On 25 April 1915 a new world was born [wrote Colonel Arthur Burke OAM]. A new side of man's character was revealed. The Spirit of ANZAC was kindled. It flared with a previously unknown, almost superhuman strength. There was a determination, a zest, a drive which swept up from the beaches on Gallipoli Peninsula as the ANZACs thrust forward with their torch of freedom.
As they fell, they threw those following the torch so their quest would maintain its momentum. That Torch of Freedom has continually been thrown from falling hands, has kindled in the catchers' souls a zeal and desire for both our individual liberty and our countries' liberty. That desire has been handed down with the memory and burns as brightly as the flame which first kindled it.
But the Spirit of ANZAC is not confined to the battlefield. It lives in the schools, on the sports fields, in fact all over these great countries of Australia and New Zealand. The sun invades our bodies and makes us "mad"; mad for freedom - freedom of speech, freedom of worship, freedom to live and think as you will.
The Spirit of ANZAC is not something we can see but a powerful driving sensation that can only be felt. It is a feeling that burns in the heart of every Australian and New Zealand countryman.
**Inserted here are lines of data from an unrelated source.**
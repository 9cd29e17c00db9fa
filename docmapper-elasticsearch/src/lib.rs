//! Elasticsearch engine for docmapper.
//!
//! This crate implements [`IndexEngine`](docmapper_core::engine::IndexEngine) over the
//! Elasticsearch REST API with `reqwest`. Every repository call becomes one HTTP request:
//!
//! | Engine call | Request |
//! |---|---|
//! | get | `GET /{index}/_doc/{id}` |
//! | exists | `HEAD /{index}/_doc/{id}` |
//! | create | `PUT /{index}/_create/{id}?refresh=true`, or `POST /{index}/_doc?refresh=true` without an id |
//! | update | `POST /{index}/_update/{id}?refresh=true` |
//! | index | `PUT /{index}/_doc/{id}?refresh=true` |
//! | delete | `DELETE /{index}/_doc/{id}` |
//! | search | `POST /{index}/_search` |
//! | bulk delete | `POST /_bulk` with an NDJSON body |
//!
//! To use this engine, enable the `elasticsearch` feature of the facade crate:
//!
//! ```toml
//! [dependencies]
//! docmapper = { version = "x.y.z", features = ["elasticsearch"] }
//! ```
//!
//! # Example
//!
//! ```ignore
//! use docmapper::{engine::EngineBuilder, elasticsearch::ElasticsearchStore};
//!
//! #[tokio::main]
//! async fn main() -> Result<(), Box<dyn std::error::Error>> {
//!     let engine = ElasticsearchStore::builder("http://localhost:9200")
//!         .credentials("elastic", "changeme")
//!         .build()
//!         .await?;
//!
//!     Ok(())
//! }
//! ```

#[allow(unused_extern_crates)]
extern crate self as docmapper_elasticsearch;

pub mod config;
pub mod store;

pub use config::ElasticsearchConfig;
pub use store::{ElasticsearchStore, ElasticsearchStoreBuilder};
A warm, tender, fiery, even melancholy ideal that nurtures intense patriotism in the innermost soul of every body.
Colonel Burke (1943-2019) was for many years an RSL, retired Artillery and Legacy stalwart in Queensland. He wrote many pieces like the one above and they were familiar to Queensland school children over decades. The above quote can still be found on the website of the Anzac Day Commemoration Committee of Queensland.
As a Queensland child of that era, Prime Minister Kevin Rudd may have been influenced by Colonel Burke's work. Here is Mr Rudd in 2010:
For Australia, our identity has been etched deeply by what we call ANZAC. For nearly a century, in fact for most of our federated history, ANZAC has occupied a sacred place not far from the nation’s soul. It shapes deeply our nation’s memory. It shapes deeply how we see the world. A hundred years later, it shapes too what we do in the world.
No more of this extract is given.